Data section:
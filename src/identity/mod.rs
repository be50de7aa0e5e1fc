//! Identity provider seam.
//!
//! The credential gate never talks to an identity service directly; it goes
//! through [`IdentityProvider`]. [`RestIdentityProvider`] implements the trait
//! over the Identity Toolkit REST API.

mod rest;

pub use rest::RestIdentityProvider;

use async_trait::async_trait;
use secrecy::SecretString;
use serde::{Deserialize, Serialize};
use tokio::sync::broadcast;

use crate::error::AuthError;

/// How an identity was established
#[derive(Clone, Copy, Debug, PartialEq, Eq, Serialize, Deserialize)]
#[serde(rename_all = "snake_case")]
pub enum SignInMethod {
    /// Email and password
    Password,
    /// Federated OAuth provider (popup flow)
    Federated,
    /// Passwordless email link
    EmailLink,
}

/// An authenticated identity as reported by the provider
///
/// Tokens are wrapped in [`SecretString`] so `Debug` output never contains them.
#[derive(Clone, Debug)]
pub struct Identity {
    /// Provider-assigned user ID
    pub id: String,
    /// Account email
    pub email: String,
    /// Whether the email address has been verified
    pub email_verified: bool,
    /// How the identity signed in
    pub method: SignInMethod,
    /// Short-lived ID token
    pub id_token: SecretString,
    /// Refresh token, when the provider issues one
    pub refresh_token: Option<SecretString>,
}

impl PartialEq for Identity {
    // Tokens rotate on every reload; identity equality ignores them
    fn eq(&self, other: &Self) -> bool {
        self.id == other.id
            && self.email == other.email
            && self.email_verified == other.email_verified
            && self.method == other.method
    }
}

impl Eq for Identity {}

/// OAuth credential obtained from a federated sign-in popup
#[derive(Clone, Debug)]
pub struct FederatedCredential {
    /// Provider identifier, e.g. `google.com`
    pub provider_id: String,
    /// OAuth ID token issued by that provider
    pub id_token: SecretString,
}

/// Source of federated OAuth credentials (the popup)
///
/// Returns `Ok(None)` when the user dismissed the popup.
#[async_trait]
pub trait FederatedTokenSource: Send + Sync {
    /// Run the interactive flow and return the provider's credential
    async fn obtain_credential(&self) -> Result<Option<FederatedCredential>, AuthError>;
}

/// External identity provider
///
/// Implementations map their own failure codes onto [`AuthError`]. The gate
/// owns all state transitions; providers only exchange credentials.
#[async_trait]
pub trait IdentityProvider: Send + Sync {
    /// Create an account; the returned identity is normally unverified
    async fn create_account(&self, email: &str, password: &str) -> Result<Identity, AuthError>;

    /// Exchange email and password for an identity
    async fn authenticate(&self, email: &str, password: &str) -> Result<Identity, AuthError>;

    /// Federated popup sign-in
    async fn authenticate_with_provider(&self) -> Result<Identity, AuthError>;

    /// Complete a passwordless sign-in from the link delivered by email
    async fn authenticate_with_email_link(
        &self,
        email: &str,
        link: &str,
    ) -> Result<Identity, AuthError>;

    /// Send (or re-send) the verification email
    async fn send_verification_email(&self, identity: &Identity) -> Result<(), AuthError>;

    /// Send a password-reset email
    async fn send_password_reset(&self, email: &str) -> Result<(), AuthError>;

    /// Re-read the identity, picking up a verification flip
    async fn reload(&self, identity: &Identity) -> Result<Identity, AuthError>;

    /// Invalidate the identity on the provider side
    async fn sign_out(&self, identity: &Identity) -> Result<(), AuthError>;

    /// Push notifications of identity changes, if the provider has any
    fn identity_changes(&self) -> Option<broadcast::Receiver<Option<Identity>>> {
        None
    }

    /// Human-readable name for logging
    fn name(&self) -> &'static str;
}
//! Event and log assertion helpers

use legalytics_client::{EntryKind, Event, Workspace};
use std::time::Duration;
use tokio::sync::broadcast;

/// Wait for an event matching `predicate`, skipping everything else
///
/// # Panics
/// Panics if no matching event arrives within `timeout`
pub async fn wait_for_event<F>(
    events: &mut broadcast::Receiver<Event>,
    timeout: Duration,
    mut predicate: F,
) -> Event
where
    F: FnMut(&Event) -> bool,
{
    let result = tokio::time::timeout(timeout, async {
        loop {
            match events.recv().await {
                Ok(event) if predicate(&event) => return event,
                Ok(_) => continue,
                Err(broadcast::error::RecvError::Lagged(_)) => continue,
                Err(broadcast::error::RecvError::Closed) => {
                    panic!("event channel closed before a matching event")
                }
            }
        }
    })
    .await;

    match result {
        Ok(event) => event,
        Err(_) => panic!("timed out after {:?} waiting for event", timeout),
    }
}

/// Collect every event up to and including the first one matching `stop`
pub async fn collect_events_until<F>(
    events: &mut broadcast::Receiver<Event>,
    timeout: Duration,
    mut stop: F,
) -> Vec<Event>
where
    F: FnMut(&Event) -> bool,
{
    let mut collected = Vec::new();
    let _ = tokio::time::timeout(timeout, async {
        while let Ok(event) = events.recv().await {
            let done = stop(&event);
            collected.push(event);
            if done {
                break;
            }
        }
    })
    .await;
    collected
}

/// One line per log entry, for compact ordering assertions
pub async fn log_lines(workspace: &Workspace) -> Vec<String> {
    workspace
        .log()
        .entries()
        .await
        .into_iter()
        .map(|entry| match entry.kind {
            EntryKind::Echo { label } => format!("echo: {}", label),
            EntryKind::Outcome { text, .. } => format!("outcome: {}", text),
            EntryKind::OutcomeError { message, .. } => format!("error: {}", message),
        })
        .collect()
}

Problem description:
In the records, how many lines include the string "Deserialize"? The answer is that number alone.

Response:
2